The Church leaders lament in their recent letter that previously in 2018 Church-owned secondary schools were confiscated and “Recently, procedures have begun for the confiscation or, alternatively, the closure of our remaining educational institutions, from pre-schools to intermediate primary schools, scattered throughout the country.”

“We, pastors and leaders of the Catholic Church in Eritrea, are deeply saddened and hurt by the measures that the government is adopting by force, or has already done so, taking away from us the educational and health institutions that legitimately belong to us,” the prelates bemoan in a letter addressed to the Minister of Education Hon. Mr. Semere Reesom as they recall the governments seizure of Catholic clinics in the recent past which severely restricts the services of the Church in the country.
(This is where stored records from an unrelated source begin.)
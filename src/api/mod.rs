// =============================================================================
// HTTP surface — thin wrappers over the core (the core stays HTTP-agnostic)
// =============================================================================

pub mod auth;
pub mod rest;
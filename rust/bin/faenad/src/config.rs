//! Server-side configuration file.
//!
//! ```toml
//! [server]
//! listen = "0.0.0.0:8080"
//! cors_origins = ["http://localhost:5173"]
//!
//! [storage]
//! data_dir = "/var/lib/faena"
//!
//! [[catalog.especies]]
//! nombre = "Bovino"
//! categorias = ["Vaquillona", "Novillo"]
//! ```

use std::path::{Path, PathBuf};

use serde::{Deserialize, Serialize};

use faena::model::CatalogSeed;

#[derive(Debug, Clone, Default, Serialize, Deserialize)]
pub struct ServerConfig {
    #[serde(default)]
    pub server: ListenConfig,
    pub storage: StorageConfig,
    /// Reference data inserted at start-up.
    #[serde(default)]
    pub catalog: CatalogSeed,
}

#[derive(Debug, Clone, Default, Serialize, Deserialize)]
pub struct ListenConfig {
    /// Listen address; `--listen` overrides it.
    #[serde(default, skip_serializing_if = "Option::is_none")]
    pub listen: Option<String>,
    /// Origins allowed by CORS. Empty allows any origin.
    #[serde(default)]
    pub cors_origins: Vec<String>,
}

#[derive(Debug, Clone, Default, Serialize, Deserialize)]
pub struct StorageConfig {
    pub data_dir: String,
    /// Defaults to `{data_dir}/faena.sqlite`.
    #[serde(default, skip_serializing_if = "Option::is_none")]
    pub sqlite_path: Option<String>,
}

impl ServerConfig {
    /// Resolve a context name or path. A bare name maps to
    /// `/etc/faena/<name>.toml`; anything with `/` or `.` is used as given.
    pub fn resolve_path(name_or_path: &str) -> PathBuf {
        if name_or_path.contains('/') || name_or_path.contains('.') {
            PathBuf::from(name_or_path)
        } else {
            PathBuf::from(format!("/etc/faena/{}.toml", name_or_path))
        }
    }

    pub fn load(path: &Path) -> anyhow::Result<Self> {
        let content = std::fs::read_to_string(path)
            .map_err(|e| anyhow::anyhow!("failed to read {}: {}", path.display(), e))?;
        let config: ServerConfig = toml::from_str(&content)?;
        Ok(config)
    }
}

#[cfg(test)]
mod tests {
    use super::*;

    #[test]
    fn test_resolve_path() {
        assert_eq!(
            ServerConfig::resolve_path("chaco"),
            PathBuf::from("/etc/faena/chaco.toml")
        );
        assert_eq!(
            ServerConfig::resolve_path("./faenad.toml"),
            PathBuf::from("./faenad.toml")
        );
    }

    #[test]
    fn test_load_full_config() {
        let dir = tempfile::tempdir().unwrap();
        let path = dir.path().join("faenad.toml");
        std::fs::write(
            &path,
            r#"
[server]
listen = "127.0.0.1:9000"
cors_origins = ["http://localhost:5173"]

[storage]
data_dir = "/tmp/faena"

[catalog]
enfermedades = ["Hidatidosis"]
tipos_parte = ["Hígado", "Pulmón"]

[[catalog.especies]]
nombre = "Bovino"
categorias = ["Vaquillona", "Novillo"]

[[catalog.titulares]]
nombre = "Frigorífico Municipal"
cuit = "30-12345678-9"
"#,
        )
        .unwrap();

        let config = ServerConfig::load(&path).unwrap();
        assert_eq!(config.server.listen.as_deref(), Some("127.0.0.1:9000"));
        assert_eq!(config.server.cors_origins.len(), 1);
        assert_eq!(config.storage.data_dir, "/tmp/faena");
        assert!(config.storage.sqlite_path.is_none());
        assert_eq!(config.catalog.especies[0].categorias[1], "Novillo");
        assert_eq!(config.catalog.tipos_parte.len(), 2);
        assert_eq!(config.catalog.titulares[0].cuit.as_deref(), Some("30-12345678-9"));
    }

    #[test]
    fn test_minimal_config() {
        let config: ServerConfig = toml::from_str("[storage]\ndata_dir = \"data\"\n").unwrap();
        assert!(config.server.listen.is_none());
        assert!(config.catalog.especies.is_empty());
    }

    #[test]
    fn test_missing_file() {
        assert!(ServerConfig::load(Path::new("/nonexistent/faenad.toml")).is_err());
    }
}
use serde::{Deserialize, Serialize};

/// Faena: a slaughter event recorded against a herd. Append-only.
#[derive(Debug, Clone, Serialize, Deserialize, PartialEq)]
#[serde(rename_all = "camelCase")]
pub struct Faena {
    pub id: i64,
    pub tropa_id: i64,
    /// Slaughter date, `YYYY-MM-DD`.
    pub fecha: String,
    pub detalles: Vec<FaenaDetalle>,
    pub created_at: String,
}

/// Slaughtered quantity for one herd detail row.
#[derive(Debug, Clone, Serialize, Deserialize, PartialEq)]
#[serde(rename_all = "camelCase")]
pub struct FaenaDetalle {
    pub id: i64,
    pub tropa_detalle_id: i64,
    pub especie: String,
    pub categoria: String,
    pub cantidad: u64,
}

/// Body of `POST /tropas/{id}/faenas`.
#[derive(Debug, Clone, Deserialize)]
pub struct NuevaFaena {
    pub fecha: String,
    pub detalles: Vec<CantidadFaenada>,
}

#[derive(Debug, Clone, Deserialize)]
#[serde(rename_all = "camelCase")]
pub struct CantidadFaenada {
    pub tropa_detalle_id: i64,
    pub cantidad: i64,
}
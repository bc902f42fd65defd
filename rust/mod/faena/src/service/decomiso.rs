use tracing::info;

use faena_core::{now_rfc3339, ServiceError};
use faena_sql::SQLExec;

use crate::model::{Decomiso, LineaResumen, NuevoDecomiso, ResumenDecomisos};
use super::catalog::{check_enfermedad, check_tipo_parte};
use super::{clean, col_cantidad, col_i64, col_opt_str, col_str, exists, storage, FaenaService};

const DECOMISO_SELECT: &str = "SELECT d.id, d.faena_id, d.enfermedad_id, en.nombre AS enfermedad, \
                                      d.tipo_parte_id, tp.nombre AS tipo_parte, d.cantidad, \
                                      d.observaciones, d.created_at \
                               FROM decomisos d \
                               JOIN enfermedades en ON en.id = d.enfermedad_id \
                               JOIN tipos_parte tp ON tp.id = d.tipo_parte_id";

impl FaenaService {
    /// Record organs or parts seized during a slaughter event.
    pub fn record_decomiso(
        &self,
        faena_id: i64,
        input: NuevoDecomiso,
    ) -> Result<Decomiso, ServiceError> {
        if input.cantidad <= 0 {
            return Err(ServiceError::Validation(format!(
                "cantidad must be > 0, got {}",
                input.cantidad
            )));
        }

        let decomiso = self.in_tx(|tx| {
            ensure_faena(tx, faena_id)?;
            check_enfermedad(tx, input.enfermedad_id)?;
            check_tipo_parte(tx, input.tipo_parte_id)?;

            let rows = tx
                .query(
                    "INSERT INTO decomisos (faena_id, enfermedad_id, tipo_parte_id, cantidad, \
                     observaciones, created_at) VALUES (?1, ?2, ?3, ?4, ?5, ?6) RETURNING id",
                    &[
                        faena_id.into(),
                        input.enfermedad_id.into(),
                        input.tipo_parte_id.into(),
                        input.cantidad.into(),
                        clean(input.observaciones.clone()).into(),
                        now_rfc3339().into(),
                    ],
                )
                .map_err(storage)?;
            let id = rows
                .first()
                .map(|r| col_i64(r, "id"))
                .transpose()?
                .ok_or_else(|| ServiceError::Internal("insert returned no id".into()))?;

            let rows = tx
                .query(&format!("{DECOMISO_SELECT} WHERE d.id = ?1"), &[id.into()])
                .map_err(storage)?;
            rows.first()
                .map(decomiso_from_row)
                .transpose()?
                .ok_or_else(|| ServiceError::Internal(format!("decomiso {id} vanished after insert")))
        })?;

        info!(
            id = decomiso.id,
            faena_id,
            enfermedad = %decomiso.enfermedad,
            cantidad = decomiso.cantidad,
            "decomiso recorded"
        );
        Ok(decomiso)
    }

    pub fn list_decomisos(&self, faena_id: i64) -> Result<Vec<Decomiso>, ServiceError> {
        let db = self.sql.as_ref();
        ensure_faena(db, faena_id)?;
        let rows = db
            .query(
                &format!("{DECOMISO_SELECT} WHERE d.faena_id = ?1 ORDER BY d.id"),
                &[faena_id.into()],
            )
            .map_err(storage)?;
        rows.iter().map(decomiso_from_row).collect()
    }

    /// Seized quantities of a slaughter event grouped by disease and part,
    /// plus the overall total.
    pub fn resumen_decomisos(&self, faena_id: i64) -> Result<ResumenDecomisos, ServiceError> {
        let db = self.sql.as_ref();
        ensure_faena(db, faena_id)?;
        let rows = db
            .query(
                "SELECT en.nombre AS enfermedad, tp.nombre AS tipo_parte, SUM(d.cantidad) AS cantidad \
                 FROM decomisos d \
                 JOIN enfermedades en ON en.id = d.enfermedad_id \
                 JOIN tipos_parte tp ON tp.id = d.tipo_parte_id \
                 WHERE d.faena_id = ?1 \
                 GROUP BY d.enfermedad_id, d.tipo_parte_id \
                 ORDER BY d.enfermedad_id, d.tipo_parte_id",
                &[faena_id.into()],
            )
            .map_err(storage)?;

        let mut lineas = Vec::with_capacity(rows.len());
        for row in &rows {
            lineas.push(LineaResumen {
                enfermedad: col_str(row, "enfermedad")?,
                tipo_parte: col_str(row, "tipo_parte")?,
                cantidad: col_cantidad(row, "cantidad")?,
            });
        }
        let total = lineas.iter().map(|l| l.cantidad).sum();
        Ok(ResumenDecomisos {
            faena_id,
            lineas,
            total,
        })
    }
}

fn ensure_faena<E: SQLExec + ?Sized>(db: &E, faena_id: i64) -> Result<(), ServiceError> {
    if exists(db, "SELECT 1 FROM faenas WHERE id = ?1", &[faena_id.into()])? {
        Ok(())
    } else {
        Err(ServiceError::NotFound(format!("faena {faena_id} not found")))
    }
}

fn decomiso_from_row(row: &faena_sql::Row) -> Result<Decomiso, ServiceError> {
    Ok(Decomiso {
        id: col_i64(row, "id")?,
        faena_id: col_i64(row, "faena_id")?,
        enfermedad_id: col_i64(row, "enfermedad_id")?,
        enfermedad: col_str(row, "enfermedad")?,
        tipo_parte_id: col_i64(row, "tipo_parte_id")?,
        tipo_parte: col_str(row, "tipo_parte")?,
        cantidad: col_cantidad(row, "cantidad")?,
        observaciones: col_opt_str(row, "observaciones"),
        created_at: col_str(row, "created_at")?,
    })
}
According to the bishop’s collective letter dated Wednesday, May 26, besides the already confiscated educational institutes, the State intends yet to nationalize or close other Catholic-owned primary schools in various parts of the country  including one in the Eparchy of Barentù; 16 in the Eparchy of Cheren and two in the Archeparchy of Asmara.

The bishops clarify that the services offered by the Catholic Church to the people “are not, meant to be competitive with or substitute for what the State does in the same areas,” but “to offer the population greater opportunities of choice and fruition.”

Highlighting that the measures already taken, or about to be taken by the government authorities concerning nationalization and closure of schools “violates in principle her rights and is explicitly detrimental to the most elementary principles of justice,” the Catholic Church firmly denounces the measures “as a legitimate religious institution and a community of Eritrean citizens.”

The letter adds, the measures “deny families the opportunity to send their children to a school of their own free choice,” and also uses “force both as a principle and as a method, rather than dialogue and mutual understanding.”

The prelates recount that in the past, Eritrean government “forcibly” closed down some and nationalized other health centres serving the people with exemplary dedication and without any distinction of religion, ethnicity or group, and are currently trying to make “people believe that the concerned health and educational institutions belong to the people, and not to the Church.”

“This is an open distortion of the truth, designed to confuse the people. And it is right and fitting that we, the Catholic Bishops of Eritrea, promptly denounce the indisputable falsehood of the above misrepresentation,” the Church leaders lament in their letter adding that “In no uncertain terms and without hesitation whatsoever, to friends and non-friends alike: the schools and clinics confiscated or closed, or due to undergo the same fate, are the legitimate property of the Catholic Church, built, established and organized in the supreme and exclusive interest of serving the people.”

The prelates declare that the Church “will never cease to claim the return of the social institutions forcibly taken away from her, as well as the right to carry out all the services of which she has been deprived.”

The bishops “reaffirm with equal vigor that the Catholic Church in Eritrea, will continue to uphold and defend, as its inspiring principles, the paths of dialogue, mutual understanding, peace and mutual respect.”